Ubi Edge: Authoring Edge-Based Opportunistic Tangible User Interfaces in Augmented Reality

by | Feb 24, 2023

Authors: Fengming He, Xiyun Hu, Jingyu Shi, Xun Qian, Tianyi Wang, Karthik Ramani
In Proceedings of the 2023 CHI Conference on Human Factors in Computing Systems
https://doi.org/10.1145/3544548.3580704
Edges are one of the most ubiquitous geometric features of physical objects. They provide accurate haptic feedback and easy-totrack features for camera systems, making them an ideal basis for Tangible User Interfaces (TUI) in Augmented Reality (AR).
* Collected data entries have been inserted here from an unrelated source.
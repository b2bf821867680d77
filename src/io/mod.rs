//! Input/output helpers.
//!
//! - spectrum files, FITS, JSON or CSV (`spectrum`, `fits`)
//! - telluric range files (`ranges`)
//! - diagnostic CSV export (`export`)

pub mod export;
pub mod fits;
pub mod ranges;
pub mod spectrum;

pub use export::*;
pub use fits::*;
pub use ranges::*;
pub use spectrum::*;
We introduce Ubi Edge, an AR authoring tool that allows end-users to customize edges on daily objects as TUI inputs to control varied digital functions. We develop an integrated AR-device and an integrated vision-based detection pipeline that can track 3D edges and detect the touch interaction between fingers and edges. Leveraging the spatial-awareness of AR, users can simply select an edge by sliding fingers along it and then make the edge interactive by connecting it to various digital functions. We demonstrate four use cases including multi-function controllers, smart homes, games, and TUI-based tutorials. We also evaluated and proved our system’s usability through a two-session user study, where qualitative and quantitative results are positive.

 

 

Fengming He

Fengming He

Fengming He is a Ph.D. student in the School of Electrical and Computer Engineering at Purdue University. She received her B.S. degree in Electrical and Computer Engineering in 2017 from Wuhan University, China. Her research interest includes computer vision, machine learning and its application to Augmented Reality (AR) and Human-Computer Interaction (HCI).